La résidence fiscale en Espagne est établie selon l’article 9 de la Ley del IRPF : plus de 183 jours de présence sur le territoire dans l’année civile, ou localisation en Espagne du núcleo principal de vos activités ou intérêts économiques. Le simple fait de posséder un bien immobilier ou d’y séjourner régulièrement peut suffire à déclencher une vérification. Un certificat de résidence fiscale délivré par les autorités de votre pays d’origine et couvert par une convention de double imposition avec l’Espagne reste votre meilleure protection.
Quels impôts dois-je déclarer si je suis réellement non-résident ?
En tant que vrai non-résident, vous relevez de l’IRNR et devez déposer le Modèle 210 pour vos revenus d’origine espagnole (loyers, plus-values, dividendes…). Si vous détenez des actifs à l’étranger d’une valeur supérieure à 50 000 €, le Modèle 720 peut également vous concerner. Lisez notre article dédié : tout savoir sur le Modelo 720.
Quelle est la différence entre optimisation fiscale et fraude pour les non-résidents ?
L’optimisation fiscale repose sur l’utilisation de mécanismes légaux, comme la Loi Beckham pour les impatriés, ou le choix d’un régime fiscal adapté à sa situation réelle. La fraude consiste à simuler une situation qui n’existe pas : déclarer une résidence fictive à l’étranger alors que son centre de vie est en Espagne. La nuance est juridique, mais la sanction est réelle : rappels d’impôts, intérêts de retard, et potentiellement des pénalités allant de 50 % à 150 % des sommes éludées.
Mes transactions en cryptomonnaies sont-elles dans le viseur de l’AEAT ?
Oui, et de plus en plus. L’Espagne est l’un des pays européens les plus actifs dans la traçabilité des cryptoactifs.
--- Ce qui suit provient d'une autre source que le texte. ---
#![forbid(unsafe_code)]

//! Geometric primitives.
//!
//! Coordinates are signed pixels in canvas space. Cells of a panned grid
//! routinely sit at negative offsets or past the viewport, so nothing here
//! clamps to the visible area.

/// A point in canvas coordinates.
#[derive(Debug, Clone, Copy, PartialEq, Eq, Hash, Default)]
pub struct Point {
    pub x: i32,
    pub y: i32,
}

impl Point {
    /// The origin.
    pub const ZERO: Self = Self::new(0, 0);

    /// Create a new point.
    #[inline]
    pub const fn new(x: i32, y: i32) -> Self {
        Self { x, y }
    }

    /// Absolute per-axis distance to `other`.
    #[inline]
    pub const fn abs_delta(&self, other: Point) -> (u32, u32) {
        (self.x.abs_diff(other.x), self.y.abs_diff(other.y))
    }

    /// Linear interpolation towards `to`, truncating to whole pixels.
    ///
    /// `t` is not clamped; callers pass an eased fraction in [0, 1].
    #[inline]
    pub fn lerp(self, to: Point, t: f64) -> Point {
        let (x0, y0) = (f64::from(self.x), f64::from(self.y));
        let x = x0 + (f64::from(to.x) - x0) * t;
        let y = y0 + (f64::from(to.y) - y0) * t;
        Point::new(x as i32, y as i32)
    }
}

/// A width/height pair in pixels.
#[derive(Debug, Clone, Copy, PartialEq, Eq, Hash, Default)]
pub struct Size {
    pub width: i32,
    pub height: i32,
}

impl Size {
    /// Zero size.
    pub const ZERO: Self = Self::new(0, 0);

    /// Create a new size.
    #[inline]
    pub const fn new(width: i32, height: i32) -> Self {
        Self { width, height }
    }

    /// Whether either dimension is zero or negative.
    #[inline]
    pub const fn is_empty(&self) -> bool {
        self.width <= 0 || self.height <= 0
    }

    /// Scale both dimensions, truncating to whole pixels.
    #[inline]
    pub fn scale(&self, factor: f64) -> Size {
        Size::new(
            (f64::from(self.width) * factor) as i32,
            (f64::from(self.height) * factor) as i32,
        )
    }
}

/// A rectangle for viewport bounds, cell placement, and hit testing.
#[derive(Debug, Clone, Copy, PartialEq, Eq, Hash, Default)]
pub struct Rect {
    /// Left edge (inclusive).
    pub x: i32,
    /// Top edge (inclusive).
    pub y: i32,
    /// Width in pixels.
    pub width: i32,
    /// Height in pixels.
    pub height: i32,
}

impl Rect {
    /// Create a new rectangle.
    #[inline]
    pub const fn new(x: i32, y: i32, width: i32, height: i32) -> Self {
        Self {
            x,
            y,
            width,
            height,
        }
    }

    /// Create a rectangle at the origin with the given size.
    #[inline]
    pub const fn from_size(width: i32, height: i32) -> Self {
        Self::new(0, 0, width, height)
    }

    /// Create a rectangle from an origin point and a size.
    #[inline]
    pub const fn from_parts(origin: Point, size: Size) -> Self {
        Self::new(origin.x, origin.y, size.width, size.height)
    }

    /// Top-left corner.
    #[inline]
    pub const fn origin(&self) -> Point {
        Point::new(self.x, self.y)
    }

    /// Width and height.
    #[inline]
    pub const fn size(&self) -> Size {
        Size::new(self.width, self.height)
    }

    /// Left edge (inclusive). Alias for `self.x`.
    #[inline]
    pub const fn left(&self) -> i32 {
        self.x
    }

    /// Top edge (inclusive). Alias for `self.y`.
    #[inline]
    pub const fn top(&self) -> i32 {
        self.y
    }

    /// Right edge (exclusive).
    #[inline]
    pub const fn right(&self) -> i32 {
        self.x.saturating_add(self.width)
    }

    /// Bottom edge (exclusive).
    #[inline]
    pub const fn bottom(&self) -> i32 {
        self.y.saturating_add(self.height)
    }

    /// Center point, rounding towards the top-left.
    #[inline]
    pub const fn center(&self) -> Point {
        Point::new(self.x + self.width / 2, self.y + self.height / 2)
    }

    /// Check if the rectangle has zero area.
    #[inline]
    pub const fn is_empty(&self) -> bool {
        self.width <= 0 || self.height <= 0
    }

    /// Check if a point is inside the rectangle (half-open on the far edges).
    #[inline]
    pub const fn contains(&self, p: Point) -> bool {
        p.x >= self.x && p.x < self.right() && p.y >= self.y && p.y < self.bottom()
    }

    /// Move the rectangle by the given offset.
    #[inline]
    pub const fn translate(&self, dx: i32, dy: i32) -> Rect {
        Rect::new(
            self.x.saturating_add(dx),
            self.y.saturating_add(dy),
            self.width,
            self.height,
        )
    }

    /// Whether the two rectangles share any area.
    #[inline]
    pub fn intersects(&self, other: &Rect) -> bool {
        self.intersection_opt(other).is_some()
    }

    /// Compute the intersection with another rectangle.
    ///
    /// Returns an empty rectangle if the rectangles don't overlap.
    #[inline]
    pub fn intersection(&self, other: &Rect) -> Rect {
        self.intersection_opt(other).unwrap_or_default()
    }

    /// Compute the intersection with another rectangle, returning `None` if no overlap.
    #[inline]
    pub fn intersection_opt(&self, other: &Rect) -> Option<Rect> {
        let x = self.x.max(other.x);
        let y = self.y.max(other.y);
        let right = self.right().min(other.right());
        let bottom = self.bottom().min(other.bottom());

        if x < right && y < bottom {
            Some(Rect::new(x, y, right - x, bottom - y))
        } else {
            None
        }
    }

    /// Smallest rectangle containing both.
    pub fn union(&self, other: &Rect) -> Rect {
        let x = self.x.min(other.x);
        let y = self.y.min(other.y);
        let right = self.right().max(other.right());
        let bottom = self.bottom().max(other.bottom());

        Rect::new(x, y, right.saturating_sub(x), bottom.saturating_sub(y))
    }
}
La directive DAC8 (en cours de transposition) étendra l’échange automatique d’informations aux plateformes crypto. Si vous avez des gains en cryptomonnaies non déclarés, régularisez avant d’être contrôlé : les pénalités sont dissuasives.
Ma société détient un bien immobilier en Espagne : suis-je exposé ?
Oui, si votre société est considérée comme « opaque » par l’administration et que vous en êtes le bénéficiaire effectif réel. L’AEAT dispose depuis 2022 d’un Registro de Titularidades Reales (registre des bénéficiaires effectifs) qui lui permet de remonter les chaînes de détention. Les SCI en Espagne ou les structures équivalentes sont particulièrement scrutées. Un audit patrimonial préventif est fortement recommandé.
Que se passe-t-il si je régularise ma situation de moi-même ?
La régularisation volontaire (declaración complementaria ou solicitud de rectificación) avant toute mise en demeure de l’AEAT permet généralement d’éviter les pénalités les plus lourdes. Les intérêts de retard restent dus, mais le surcoût punitif est évité. C’est de loin la stratégie la moins coûteuse, à condition d’agir avant que l’administration n’initie son propre contrôle.